El piloto emprendió su misión de combate durante la guerra. Al cruzar el océano ocurrió uno de esos sucesos extraños y escalofriantes, oyó crujidos en el respaldo de su asiento. No podía moverse y tampoco regresar. Se quedó inmóvil. Los ruidos cesaron en su espalda y comenzó a sentir que algo se movía cerca de su equipaje, en el piso. Eran ratas. Pudo ver sus lomos escurridizos y sus largas colas. Estaban ahí y podían devorar cualquier cosa.
Pensó que podría ser una forma siniestra de ser torturado. La sola escena la produjo escalofrío.
Sacó el arma en un acto reflejo, pero era imposible disparar dentro de la cabina. Ideó un plan, comenzó a tomar altura, más y más.
Sin perder el rumbo, sabía que la diferencia de presión podía ser un arma letal a su favor. Las ratas no resisten vivir en la altura.
Subió con una sonrisa mientras se tranquilizaba, hasta que cesaron los ruidos y su cabina se tornó silenciosa.
En nuestra vida, desde muy pequeños, estamos sometidos al rigor de la necesidad de aprobación. Su contracara, la crítica, suele paralizar, desmoralizar, debilita el entusiasmo y la propia confianza. Así fuimos educados y por esto evitamos las críticas con perseverancia y sin éxito.
Las críticas nos acompañarán en nuestro avión, estaremos a su merced, exactamente igual que esas ratas. Querrán devorar nuestra autoestima, engullirse la confianza, acabar con cualquier atisbo de audacia.

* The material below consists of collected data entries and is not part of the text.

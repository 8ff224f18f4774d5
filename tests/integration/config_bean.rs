// tests/integration/config_bean.rs

use std::sync::Arc;

use buildplan::config::TableBean;
use buildplan::errors::AccessorError;
use buildplan::property::{Bean, Buildable, DeclaredType, Value};
use buildplan::walk::kinds;

fn bean(toml_src: &str) -> Arc<TableBean> {
    let table: toml::Table = toml::from_str(toml_src).unwrap();
    TableBean::for_task("compile", &table)
}

fn kind_of(bean: &TableBean, name: &str) -> Option<(String, DeclaredType)> {
    bean.type_metadata()
        .properties()
        .iter()
        .find(|p| p.name == name)
        .map(|p| (p.kind.clone(), p.declared))
}

fn assert_kind(bean: &TableBean, name: &str, kind: &str, declared: DeclaredType) {
    assert_eq!(kind_of(bean, name), Some((kind.to_string(), declared)), "property {name}");
}

#[test]
fn keys_are_classified_by_value_shape() {
    let bean = bean(
        r#"
flags = "-O2"
jobs = 4
srcs = ["a.c", "b.c"]
out = { output = "build/out" }
classes = { output_of = "generate" }
version = { value_of = "generate" }
_scratch = "ignored"

[inputs]
files = ["x"]

[[plugins]]
name = "strip"
"#,
    );

    let plain = DeclaredType::PLAIN;
    assert_kind(&bean, "flags", kinds::INPUT, plain);
    assert_kind(&bean, "jobs", kinds::INPUT, plain);
    assert_kind(&bean, "srcs", kinds::INPUT_FILES, plain);
    assert_kind(&bean, "out", kinds::OUTPUT_FILES, plain);
    assert_kind(&bean, "classes", kinds::INPUT_FILES, DeclaredType::BUILDABLE.configurable());
    assert_kind(&bean, "version", kinds::INPUT, DeclaredType::DEFERRED.configurable());
    assert_kind(&bean, "_scratch", kinds::INTERNAL, plain);
    assert_kind(&bean, "inputs", kinds::NESTED, plain);
    assert_kind(&bean, "plugins", kinds::NESTED, plain);
    assert!(bean.type_metadata().problems().is_empty());
}

#[test]
fn malformed_values_become_type_problems() {
    let bean = bean(
        r#"
mixed = ["a", { b = 1 }]
when = 1979-05-27T07:32:00Z
empty = { output_of = "" }
number = { value_of = 3 }
extra = { output_of = "generate", mode = "fast" }
"#,
    );
    let metadata = bean.type_metadata();
    let problems: Vec<(&str, &str)> = metadata
        .problems()
        .iter()
        .map(|p| (p.property.as_str(), p.message.as_str()))
        .collect();

    assert_eq!(problems.len(), 5);
    assert!(problems.iter().any(|(p, m)| *p == "mixed" && m.contains("mixes")));
    assert!(problems.iter().any(|(p, m)| *p == "when" && m.contains("datetime")));
    assert!(problems.iter().any(|(p, m)| *p == "empty" && m.contains("empty")));
    assert!(problems.iter().any(|(p, m)| *p == "number" && m.contains("string")));
    assert!(problems.iter().any(|(p, m)| *p == "extra" && m.contains("mode")));

    // Only the reference with extra keys is still declared.
    let declared: Vec<&str> = metadata.properties().iter().map(|p| p.name.as_str()).collect();
    assert_eq!(declared, vec!["extra"]);
}

#[test]
fn repeated_reads_share_artifacts() {
    let bean = bean(r#"classes = { output_of = "generate" }"#);

    let first = bean.read_property("classes").unwrap();
    let second = bean.read_property("classes").unwrap();

    match (first, second) {
        (Some(Value::Artifact(a)), Some(Value::Artifact(b))) => {
            assert!(Arc::ptr_eq(&a, &b));
            assert_eq!(a.producers(), vec!["generate".to_string()]);
        }
        other => panic!("expected artifacts, got {other:?}"),
    }
}

#[test]
fn unknown_accessor_is_an_invocation_error() {
    let bean = bean(r#"flags = "-g""#);

    let err = bean.read_property("nope").unwrap_err();

    assert!(matches!(err, AccessorError::Invocation(msg) if msg.contains("nope")));
}

#[test]
fn nested_tables_know_their_path() {
    let bean = bean(
        r#"
[inputs.extra]
files = ["x"]
"#,
    );

    assert_eq!(bean.display_name(), "task 'compile'");

    let Some(Value::Object(inputs)) = bean.read_property("inputs").unwrap() else {
        panic!("inputs should be a nested bean");
    };
    let Some(Value::Object(extra)) = inputs.read_property("extra").unwrap() else {
        panic!("extra should be a nested bean");
    };
    assert_eq!(extra.display_name(), "task 'compile' table 'inputs.extra'");
}

#[test]
fn deprecated_reference_key_still_works() {
    let bean = bean(r#"classes = { from = "generate" }"#);

    assert_kind(&bean, "classes", kinds::INPUT_FILES, DeclaredType::BUILDABLE.configurable());
    assert!(matches!(
        bean.read_property("classes").unwrap(),
        Some(Value::Artifact(_))
    ));
}

#[test]
fn reference_arrays_become_one_value_per_family() {
    let bean = bean(
        r#"
srcs = [{ output_of = "gen" }, { from = "tools" }]
versions = [{ value_of = "gen" }]
outs = [{ output = "a" }, { output = "b" }]
both = [{ output_of = "gen" }, { value_of = "gen" }]
half = [{ output_of = "gen" }, { name = "plain" }]
"#,
    );

    assert_kind(&bean, "srcs", kinds::INPUT_FILES, DeclaredType::BUILDABLE.configurable());
    assert_kind(&bean, "versions", kinds::INPUT, DeclaredType::DEFERRED.configurable());
    assert_kind(&bean, "outs", kinds::OUTPUT_FILES, DeclaredType::PLAIN);
    assert_eq!(kind_of(&bean, "both"), None);
    assert_eq!(kind_of(&bean, "half"), None);

    let Some(Value::Artifact(srcs)) = bean.read_property("srcs").unwrap() else {
        panic!("srcs should be one artifact");
    };
    assert_eq!(srcs.producers(), vec!["gen".to_string(), "tools".to_string()]);

    let metadata = bean.type_metadata();
    let problem = |name: &str| {
        metadata
            .problems()
            .iter()
            .find(|p| p.property == name)
            .map(|p| p.message.clone())
            .unwrap_or_default()
    };
    assert!(problem("both").contains("mixes `output_of` and `value_of`"));
    assert!(problem("half").contains("mixes artifact references and nested tables"));
}

#[test]
fn deeply_nested_tables_are_all_reachable() {
    const DEPTH: usize = 500;
    let mut table = toml::Table::new();
    table.insert("leaf".to_string(), toml::Value::from(true));
    for _ in 0..DEPTH {
        let mut parent = toml::Table::new();
        parent.insert("n".to_string(), toml::Value::Table(table));
        table = parent;
    }

    let mut current: Arc<dyn Bean> = TableBean::for_task("deep", &table);
    let mut levels = 0;
    while let Some(Value::Object(next)) = current.read_property("n").unwrap_or(None) {
        current = next;
        levels += 1;
    }

    assert_eq!(levels, DEPTH);
    assert!(matches!(current.read_property("leaf").unwrap(), Some(Value::Flag(true))));
    assert!(current.display_name().ends_with(".n'"));
}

Casi todas las personas prefieren ser arruinadas por los halagos que impulsadas por las críticas.
Por eso, como el piloto, tenemos la opción de mantener el rumbo y subir un poco más. Las críticas no resisten la altura. Suelen disolverse con la indiferencia. Quizá, igual que los fantasmas, el mayor daño, lo producen en la mente.